- Known for: Manga art

= Akihito Yoshitomi =

Japanese manga artist

Akihito Yoshitomi (吉富昭仁, Yoshitomi Akihito) is a Japanese manga artist from Miyazaki Prefecture, born on 5 September 1970. His most known works are the series Eat-Man, which consisted of 19 volumes, and Ray, which consisted of 7 volumes. Eat-Man and Blue Drop have been adapted into anime series. Yoshitomi has also worked on many one-shot manga with yuri content.

==Works==
- Loan Knight (ローンナイト, Rōn Naito) (1991, 3 volumes)
- Loan Knight 2 (ローンナイト2, Rōn Naito 2) (1993, 5 volumes)
- Eat-Man (1996–2002, 19 volumes)
- Ray (2002–2005, 7 volumes)
- Avenger (2003, manga adaptation)
- Blue Drop (ブルー ドロップ, Burū Doroppu) (2004–2008)
- Black Jack—Yoshitomi Akihito edition (2005)
- Ray+ (2006, 1 volume)
- Gate Runner (2006, 2 volumes)
- Tropical Girls (熱帯少女, Nettai Shōjo) (2009, 6 volumes)
- After School of the Earth (地球の放課後, Chikyū no Hōkago) (2009, 6 volumes)
- Balance Policy (バランスポリシー, Baransu Porishī) (2010–2014, 2 volumes)
- School Mermaid (スクール人魚, Sukūru Ningyo) (2013–2017, 5 volumes)
- Cyborg 009 Vs. Devilman: Breakdown (サイボーグ009VSデビルマン -BREAKDOWN, Saibōgu 009 VS Debiruman -BREAKDOWN) (2015–2016)
- Eat-Man: The Main Dish (May 2014 – August 2019, 4 volumes)
- Suginami Kuritsu Mahō Jogakuen Heiwaiji-bu (杉並区立魔法女学園 平和維持部) (July 2018 – February 2019, 1 volume)
- Kyō Kara Mirai (今日から未来) (October 2019 – present)
- Hanako of the 24th Ward (24区の花子さん, 24-ku no Hanako-san) (March 2020 – present)

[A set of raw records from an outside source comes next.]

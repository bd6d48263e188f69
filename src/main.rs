use std::path::PathBuf;

use anyhow::Context;
use clap::{Args, Parser, Subcommand};
use tokio::io::{AsyncBufReadExt, BufReader};
use tracing_subscriber::EnvFilter;

mod adapter;
mod app;
mod error;
mod export;
mod fetch;
mod models;
mod prompt;
mod render;
mod store;

use app::App;
use fetch::{CovidClient, DataSource, DEFAULT_BASE_URL};
use models::{Metric, RegionSelection, TimeScale};

#[derive(Parser)]
#[command(name = "covid-spark")]
#[command(about = "Daily COVID-19 case sparklines for the US and each state", long_about = None)]
struct Cli {
    /// Base URL of the tracking API
    #[arg(long, global = true, env = "COVID_API_BASE_URL", default_value = DEFAULT_BASE_URL)]
    base_url: String,
    /// Read saved `us_daily.json` and `states_daily.json` from this directory instead
    #[arg(long, global = true)]
    from_dir: Option<PathBuf>,
    #[command(subcommand)]
    command: Commands,
}

#[derive(Args)]
struct ViewArgs {
    /// State code, or `all` for nationwide
    #[arg(long, default_value = "all")]
    region: RegionSelection,
    #[arg(long, value_enum, default_value_t = Metric::Positive)]
    metric: Metric,
    #[arg(long, value_enum, default_value_t = TimeScale::Max)]
    scale: TimeScale,
}

#[derive(Subcommand)]
enum Commands {
    /// Draw the sparkline and latest reading for a region
    Show {
        #[command(flatten)]
        view: ViewArgs,
        #[arg(long, default_value_t = render::DEFAULT_WIDTH)]
        width: usize,
    },
    /// List selectable regions
    Regions,
    /// Print the reading at a day index (0 is the earliest day)
    Scrub {
        #[command(flatten)]
        view: ViewArgs,
        #[arg(long)]
        index: usize,
    },
    /// Write the visible window as CSV
    Export {
        #[command(flatten)]
        view: ViewArgs,
        #[arg(long, default_value = "covid.csv")]
        out: PathBuf,
    },
    /// Browse regions, metrics and time scales from a prompt
    Interactive {
        #[arg(long, default_value_t = render::DEFAULT_WIDTH)]
        width: usize,
    },
}

#[tokio::main]
async fn main() -> anyhow::Result<()> {
    tracing_subscriber::fmt()
        .with_env_filter(
            EnvFilter::try_from_default_env().unwrap_or_else(|_| EnvFilter::new("warn")),
        )
        .with_writer(std::io::stderr)
        .with_target(false)
        .init();

    let cli = Cli::parse();
    let source = match cli.from_dir {
        Some(dir) => DataSource::Dir(dir),
        None => DataSource::Api(CovidClient::new(cli.base_url)),
    };

    let mut app = App::new();
    let summary = app.apply_fetch(source.fetch_all().await);
    if !summary.nationwide_loaded && !summary.per_region_loaded {
        anyhow::bail!("no data could be loaded; run with RUST_LOG=warn for details");
    }

    match cli.command {
        Commands::Show { view, width } => {
            select(&mut app, &view);
            print!("{}", prompt::redraw(&app, width));
        }
        Commands::Regions => {
            print!("{}", render::build_region_list(&app.region_options()));
        }
        Commands::Scrub { view, index } => {
            select(&mut app, &view);
            let info = app
                .scrub(index)
                .with_context(|| format!("cannot scrub to day {index}"))?;
            println!("{}", render::info_line(&info));
        }
        Commands::Export { view, out } => {
            select(&mut app, &view);
            let adapter = app.adapter().context("no data to export")?;
            let label = app.shown_region().to_string();
            let written = export::export_csv(adapter, &label, &out)?;
            println!("Wrote {written} days to {}.", out.display());
        }
        Commands::Interactive { width } => {
            print!("{}", prompt::redraw(&app, width));
            println!("{}", prompt::HELP);

            let mut lines = BufReader::new(tokio::io::stdin()).lines();
            while let Some(line) = lines.next_line().await? {
                if line.trim().is_empty() {
                    continue;
                }
                match prompt::parse_command(&line) {
                    Ok(prompt::Command::Quit) => break,
                    Ok(command) => print!("{}", prompt::apply(&mut app, command, width)),
                    Err(message) => println!("{message}"),
                }
            }
        }
    }

    Ok(())
}

fn select(app: &mut App, view: &ViewArgs) {
    app.select_region(view.region.clone());
    app.select_metric(view.metric);
    app.select_time_scale(view.scale);
}
//! Session manager error types

use chat_backend::BackendError;
use chat_state::TransitionError;

use crate::structs::RejectReason;
use thiserror::Error;

#[derive(Error, Debug)]
pub enum SessionError {
    #[error("No active session")]
    NoActiveSession,

    #[error("Session {0} is no longer mounted")]
    StaleSession(String),

    #[error("Message not sent: {0:?}")]
    Rejected(RejectReason),

    #[error("No user identity configured")]
    MissingUser,

    #[error("Backend error: {0}")]
    Backend(#[from] BackendError),

    #[error("Invalid transition: {0}")]
    Transition(#[from] TransitionError),

    #[error("Storage error: {0}")]
    StorageError(String),

    #[error("Serialization error: {0}")]
    SerializationError(#[from] serde_json::Error),

    #[error("IO error: {0}")]
    IoError(#[from] std::io::Error),
}

pub type Result<T> = std::result::Result<T, SessionError>;
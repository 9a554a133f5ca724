use std::path::{Path, PathBuf};

/// Chatmate data directory (~/.chatmate)
pub fn chatmate_dir() -> PathBuf {
    dirs::home_dir()
        .unwrap_or_else(std::env::temp_dir)
        .join(".chatmate")
}

/// config.json path
pub fn config_json_path() -> PathBuf {
    chatmate_dir().join("config.json")
}

/// Default file for the persisted `sessionId` / `chatHistory` keys
pub fn state_json_path() -> PathBuf {
    chatmate_dir().join("state.json")
}

/// Load a JSON config file
pub fn load_config_json<T: serde::de::DeserializeOwned>(path: &Path) -> Result<T, String> {
    if !path.exists() {
        return Err(format!("Config file not found: {}", path.display()));
    }
    let content =
        std::fs::read_to_string(path).map_err(|e| format!("Failed to read config: {e}"))?;
    serde_json::from_str(&content).map_err(|e| format!("Failed to parse config: {e}"))
}
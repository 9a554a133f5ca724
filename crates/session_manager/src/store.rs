//! Session store: the chat state, its lifecycle phase and mount bookkeeping

use chat_core::{ChatHistory, Message, MessageType, Session, UserIdentity};
use chat_state::{ChatEvent, SessionPhase, StateMachine};
use chrono::Utc;

use crate::structs::{ChatState, SessionHandle};

/// Mutable store behind a [`crate::ChatSessionManager`].
///
/// `epoch` increases every time a session is mounted or unmounted. A
/// [`SessionHandle`] is only honoured while its epoch is current.
#[derive(Debug, Default)]
pub(crate) struct SessionStore {
    pub(crate) state: ChatState,
    pub(crate) machine: StateMachine,
    pub(crate) user: Option<UserIdentity>,
    /// Index (in the remote message sequence) of the last assistant message applied
    pub(crate) last_applied: Option<usize>,
    epoch: u64,
    error_generation: u64,
}

impl SessionStore {
    pub(crate) fn new(user: Option<UserIdentity>) -> Self {
        Self {
            user,
            ..Self::default()
        }
    }

    pub(crate) fn phase(&self) -> SessionPhase {
        self.machine.phase()
    }

    pub(crate) fn epoch(&self) -> u64 {
        self.epoch
    }

    pub(crate) fn current_handle(&self) -> Option<SessionHandle> {
        if self.phase().is_terminal() {
            return None;
        }
        self.state
            .session_id
            .as_ref()
            .map(|id| SessionHandle::new(id.clone(), self.epoch))
    }

    pub(crate) fn is_mounted(&self, handle: &SessionHandle) -> bool {
        !self.phase().is_terminal()
            && handle.epoch() == self.epoch
            && self.state.session_id.as_deref() == Some(handle.session_id())
    }

    /// An exchange is outstanding.
    pub(crate) fn is_busy(&self) -> bool {
        self.state.typing || self.state.streaming || self.phase().is_busy()
    }

    /// Set the error banner; returns the generation used to clear it later.
    pub(crate) fn set_error(&mut self, error: impl Into<String>) -> u64 {
        self.error_generation += 1;
        self.state.error = Some(error.into());
        self.error_generation
    }

    /// Clear the error only if nothing newer replaced it.
    pub(crate) fn clear_error_if(&mut self, generation: u64) -> bool {
        if self.error_generation != generation || self.state.error.is_none() {
            return false;
        }
        self.state.error = None;
        true
    }

    pub(crate) fn clear_error(&mut self) {
        self.error_generation += 1;
        self.state.error = None;
    }

    /// Optimistically append a human message and raise the typing flags.
    ///
    /// Returns the updated local history when the message was recorded in it.
    pub(crate) fn begin_exchange(&mut self, message: Message, streaming: bool) -> Option<ChatHistory> {
        self.clear_error();
        self.state.input.clear();
        self.state.typing = true;
        self.state.streaming = streaming;
        self.state.streaming_done = false;
        self.state.started = true;

        let recorded = message.kind == MessageType::Text
            && self
                .state
                .chat_history
                .record(message.text(), Utc::now())
                .is_some();

        self.state.messages.push(message);
        self.machine.handle_event(ChatEvent::UserMessageSent);

        recorded.then(|| self.state.chat_history.clone())
    }

    /// Mount a session returned by the backend and hand out its handle.
    pub(crate) fn adopt_session(&mut self, session: Session, created: bool) -> SessionHandle {
        self.epoch += 1;

        self.last_applied = session.messages.iter().rposition(Message::is_assistant);
        self.state.session_id = Some(session.id.clone());
        self.state.metadata = session.metadata;
        self.state.session_loaded = true;
        // A trailing assistant message only answers us if the remote
        // transcript already holds everything we sent.
        let mut answered = false;
        if session.messages.len() >= self.state.messages.len() {
            answered = session.messages.last().is_some_and(Message::is_assistant);
            self.state.messages = session.messages;
        }

        let event = if created {
            self.state.streaming = true;
            ChatEvent::SessionCreated {
                session_id: session.id.clone(),
            }
        } else {
            ChatEvent::SessionResumed {
                session_id: session.id.clone(),
            }
        };
        self.machine.handle_event(event);
        if answered {
            self.finish_exchange();
        }

        SessionHandle::new(session.id, self.epoch)
    }

    /// Surface a failed exchange; the optimistic human message stays.
    pub(crate) fn fail_exchange(&mut self, event: ChatEvent, error: impl Into<String>) -> u64 {
        self.state.typing = false;
        self.state.streaming = false;
        self.machine.handle_event(event);
        self.set_error(error)
    }

    /// Apply the assistant message at `index` of the remote sequence.
    pub(crate) fn receive_assistant(&mut self, index: usize, message: Message) -> bool {
        if self.last_applied.is_some_and(|applied| applied >= index) {
            return false;
        }
        self.state.messages.push(message);
        self.last_applied = Some(index);
        self.finish_exchange();
        true
    }

    fn finish_exchange(&mut self) {
        self.state.typing = false;
        self.state.streaming = false;
        self.state.streaming_done = true;
        self.machine.handle_event(ChatEvent::AssistantMessageReceived);
    }

    /// Back to a fresh conversation; cross-session data and the user stay.
    pub(crate) fn reset(&mut self) {
        self.epoch += 1;
        self.last_applied = None;
        self.state = self.state.reset();
        self.machine.handle_event(ChatEvent::ConversationReset);
    }

    /// Tear the view down. Returns `false` if it was already torn down.
    pub(crate) fn end(&mut self) -> bool {
        if self.phase().is_terminal() {
            return false;
        }
        self.epoch += 1;
        self.last_applied = None;
        self.state = self.state.reset();
        self.machine.handle_event(ChatEvent::ViewTornDown);
        true
    }
}

#[cfg(test)]
mod tests {
    use super::*;

    fn session_with(messages: Vec<Message>) -> Session {
        let mut session = Session::new("s1");
        for message in messages {
            session.add_message(message);
        }
        session
    }

    #[test]
    fn test_begin_exchange_sets_flags_and_records_text() {
        let mut store = SessionStore::new(None);
        store.state.input = "Hello".to_string();

        let history = store.begin_exchange(Message::human("Hello"), false);

        assert_eq!(history.map(|h| h.len()), Some(1));
        assert!(store.state.input.is_empty());
        assert!(store.state.typing);
        assert!(!store.state.streaming);
        assert_eq!(store.phase(), SessionPhase::Creating);
    }

    #[test]
    fn test_quick_replies_are_not_recorded() {
        let mut store = SessionStore::new(None);
        assert!(store
            .begin_exchange(Message::quick_reply("Recommend Books"), true)
            .is_none());
        assert!(store.state.chat_history.is_empty());
    }

    #[test]
    fn test_adopt_keeps_longer_local_transcript() {
        let mut store = SessionStore::new(None);
        store.begin_exchange(Message::human("Hello"), false);
        store.begin_exchange(Message::human("Again"), false);

        let handle = store.adopt_session(session_with(vec![Message::human("Hello")]), true);

        assert_eq!(store.state.messages.len(), 2);
        assert!(store.is_mounted(&handle));
        assert!(store.state.streaming);
        assert!(store.state.session_loaded);
    }

    #[test]
    fn test_adopt_not_created_is_idle_without_streaming() {
        let mut store = SessionStore::new(None);
        store.begin_exchange(Message::human("Hello"), false);
        store.adopt_session(session_with(vec![Message::human("Hello")]), false);

        assert!(!store.state.streaming);
        assert_eq!(store.phase(), SessionPhase::Idle);
    }

    #[test]
    fn test_adopt_with_reply_already_present_finishes_exchange() {
        let mut store = SessionStore::new(None);
        store.begin_exchange(Message::human("Hello"), false);

        store.adopt_session(
            session_with(vec![Message::human("Hello"), Message::assistant("Hi!")]),
            true,
        );

        assert_eq!(store.state.messages.len(), 2);
        assert!(!store.state.typing);
        assert!(!store.state.streaming);
        assert!(store.state.streaming_done);
        assert!(!store.is_busy());
        assert_eq!(store.phase(), SessionPhase::Idle);
        assert!(!store.receive_assistant(1, Message::assistant("Hi!")));
    }

    #[test]
    fn test_adopt_stale_reply_does_not_finish_exchange() {
        let mut store = SessionStore::new(None);
        store.begin_exchange(Message::human("Hello"), false);
        store.begin_exchange(Message::human("Again"), false);
        store.begin_exchange(Message::human("Still there?"), false);

        store.adopt_session(
            session_with(vec![Message::human("Hello"), Message::assistant("Hi!")]),
            false,
        );

        assert!(store.state.typing);
        assert!(!store.state.streaming_done);
        assert_eq!(store.state.messages.len(), 3);
    }

    #[test]
    fn test_receive_assistant_dedupes_by_index() {
        let mut store = SessionStore::new(None);
        store.begin_exchange(Message::human("Hello"), false);
        store.adopt_session(session_with(vec![Message::human("Hello")]), true);

        assert!(store.receive_assistant(1, Message::assistant("Hi!")));
        assert!(!store.receive_assistant(1, Message::assistant("Hi!")));

        assert_eq!(store.state.messages.len(), 2);
        assert!(store.state.streaming_done);
        assert!(!store.state.typing);
        assert_eq!(store.phase(), SessionPhase::Idle);
    }

    #[test]
    fn test_reset_invalidates_handles() {
        let mut store = SessionStore::new(Some(UserIdentity::new("u1")));
        store.begin_exchange(Message::human("Hello"), false);
        let handle = store.adopt_session(session_with(vec![Message::human("Hello")]), true);

        store.reset();

        assert!(!store.is_mounted(&handle));
        assert!(store.current_handle().is_none());
        assert_eq!(store.state.chat_history.len(), 1);
        assert_eq!(store.user.as_ref().map(|u| u.id.as_str()), Some("u1"));
    }

    #[test]
    fn test_end_is_idempotent() {
        let mut store = SessionStore::new(None);
        assert!(store.end());
        assert!(!store.end());
        assert_eq!(store.phase(), SessionPhase::Ended);
    }

    #[test]
    fn test_newer_error_is_not_cleared_early() {
        let mut store = SessionStore::new(None);
        let first = store.set_error("Please enter a message");
        let second = store.set_error("offline");

        assert!(!store.clear_error_if(first));
        assert_eq!(store.state.error.as_deref(), Some("offline"));
        assert!(store.clear_error_if(second));
        assert!(store.state.error.is_none());
    }
}
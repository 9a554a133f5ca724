//! chat_backend - Backend collaborators for the chat session client
//!
//! - `backend` - the session creation / message send / history endpoints
//! - `feed` - live change subscriptions on session documents
//! - `http` - reqwest implementation of both, with an SSE change feed
//! - `memory` - in-process document store and backend

pub mod backend;
pub mod error;
pub mod feed;
pub mod http;
pub mod memory;
mod sse;

pub use backend::{ChatBackend, CreateSessionRequest, CreateSessionResponse, SendMessageRequest};
pub use error::{BackendError, Result};
pub use feed::{
    ChangeEvent, ChangeKind, ChangeStream, DocumentFeed, SessionFilter, Subscription,
    SubscriptionHandle, SESSIONS_COLLECTION,
};
pub use http::HttpChatBackend;
pub use memory::{MemoryChatBackend, MemoryDocumentStore};
//! Session store data structures

use chat_core::{ChatHistory, HistoryRecord, Message, SessionMetadata};
use serde::{Deserialize, Serialize};

use crate::scroll;

/// Message shown when the user tries to send an empty input.
pub const EMPTY_INPUT_ERROR: &str = "Please enter a message";

/// Everything the chat view renders from.
#[derive(Debug, Clone, Serialize, Deserialize, PartialEq)]
pub struct ChatState {
    /// Current contents of the input box
    pub input: String,

    /// Error banner text
    #[serde(skip_serializing_if = "Option::is_none")]
    pub error: Option<String>,

    /// Id of the mounted remote session
    #[serde(skip_serializing_if = "Option::is_none")]
    pub session_id: Option<String>,

    /// Transcript in display order, including optimistic local messages
    pub messages: Vec<Message>,

    #[serde(default)]
    pub metadata: SessionMetadata,

    /// Assistant typing bubble
    pub typing: bool,

    /// Awaiting or receiving the reply to the current exchange
    pub streaming: bool,

    /// A reply finished and the user has not scrolled down to it yet
    pub streaming_done: bool,

    pub fully_scrolled: bool,
    pub session_loaded: bool,
    pub started: bool,

    /// Overflow menu open
    pub more: bool,
    pub info_chat_opened: bool,
    pub settings_chat_opened: bool,

    /// Remote history request in flight
    pub loading: bool,
    pub history_loaded: bool,

    /// Past conversations listed from the backend
    #[serde(default)]
    pub remote_history: Vec<HistoryRecord>,

    /// Locally kept sent messages; survives resets
    #[serde(default)]
    pub chat_history: ChatHistory,
}

impl Default for ChatState {
    fn default() -> Self {
        Self {
            input: String::new(),
            error: None,
            session_id: None,
            messages: Vec::new(),
            metadata: SessionMetadata::default(),
            typing: false,
            streaming: false,
            streaming_done: false,
            fully_scrolled: true,
            session_loaded: false,
            started: false,
            more: false,
            info_chat_opened: false,
            settings_chat_opened: false,
            loading: false,
            history_loaded: false,
            remote_history: Vec::new(),
            chat_history: ChatHistory::default(),
        }
    }
}

impl ChatState {
    /// Initial state, keeping only cross-session data.
    pub fn reset(&self) -> Self {
        Self {
            chat_history: self.chat_history.clone(),
            ..Self::default()
        }
    }

    /// Messages to render; system messages are hidden.
    pub fn visible_messages(&self) -> impl Iterator<Item = &Message> {
        self.messages.iter().filter(|m| m.is_visible())
    }

    /// Whether the send button is enabled.
    pub fn can_send(&self) -> bool {
        !(self.typing || self.error.is_some() || self.input.is_empty() || self.streaming)
    }

    pub fn show_new_message_indicator(&self) -> bool {
        scroll::show_new_message_indicator(self.fully_scrolled, self.streaming_done)
    }

    /// The empty-conversation placeholder shows instead of the transcript.
    pub fn shows_placeholder(&self) -> bool {
        self.messages.is_empty() && !self.info_chat_opened
    }
}

/// Names the mounted session. Operations carrying a handle from an earlier
/// mount are rejected or discarded.
#[derive(Debug, Clone, PartialEq, Eq, Hash)]
pub struct SessionHandle {
    session_id: String,
    epoch: u64,
}

impl SessionHandle {
    pub(crate) fn new(session_id: impl Into<String>, epoch: u64) -> Self {
        Self {
            session_id: session_id.into(),
            epoch,
        }
    }

    pub fn session_id(&self) -> &str {
        &self.session_id
    }

    pub fn epoch(&self) -> u64 {
        self.epoch
    }
}

/// Why a send did not go out.
#[derive(Debug, Clone, Copy, PartialEq, Eq)]
pub enum RejectReason {
    EmptyInput,
    /// An exchange is already outstanding
    Busy,
    /// The view was torn down
    Ended,
    /// The key does not submit
    NotSubmitKey,
}

/// Result of a send attempt.
#[derive(Debug, Clone, PartialEq, Eq)]
pub enum SendOutcome {
    /// A new session was created with the message
    Created(SessionHandle),
    /// The message was sent to the mounted session
    Sent(SessionHandle),
    Rejected(RejectReason),
}

impl SendOutcome {
    pub fn handle(&self) -> Option<&SessionHandle> {
        match self {
            Self::Created(handle) | Self::Sent(handle) => Some(handle),
            Self::Rejected(_) => None,
        }
    }

    pub fn is_rejected(&self) -> bool {
        matches!(self, Self::Rejected(_))
    }
}

/// Overflow menu actions
#[derive(Debug, Clone, Copy, PartialEq, Eq)]
pub enum MoreAction {
    Toggle,
    Shutdown,
}

/// Keys the chat input reacts to
#[derive(Debug, Clone, Copy, PartialEq, Eq)]
pub enum Key {
    Enter,
    Other,
}

#[cfg(test)]
mod tests {
    use super::*;
    use chrono::Utc;

    #[test]
    fn test_default_state() {
        let state = ChatState::default();
        assert!(state.fully_scrolled);
        assert!(!state.typing);
        assert!(state.error.is_none());
        assert!(state.shows_placeholder());
        assert!(!state.can_send());
    }

    #[test]
    fn test_reset_keeps_chat_history_only() {
        let mut state = ChatState::default();
        state.input = "draft".to_string();
        state.typing = true;
        state.session_id = Some("s1".to_string());
        state.messages.push(Message::human("Hello"));
        state.chat_history.record("Hello", Utc::now());

        let reset = state.reset();
        assert_eq!(reset.chat_history.len(), 1);
        assert!(reset.messages.is_empty());
        assert!(reset.session_id.is_none());
        assert!(reset.input.is_empty());
        assert!(!reset.typing);
    }

    #[test]
    fn test_can_send() {
        let mut state = ChatState::default();
        state.input = "Hello".to_string();
        assert!(state.can_send());

        state.streaming = true;
        assert!(!state.can_send());

        state.streaming = false;
        state.error = Some("oops".to_string());
        assert!(!state.can_send());
    }

    #[test]
    fn test_visible_messages_hide_system() {
        let mut state = ChatState::default();
        state.messages = vec![
            Message::system("You are a tutor"),
            Message::human("Hi"),
            Message::assistant("Hello!"),
        ];
        assert_eq!(state.visible_messages().count(), 2);
    }
}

==YouTube content format==
Yoshitomi regularly uploads videos to his YouTube channel, and adheres to posting his drawing process (both real-time and time-lapsed), and much more recently, creation of his manga 24-ku no Hanako-san currently serialized in Champion Red.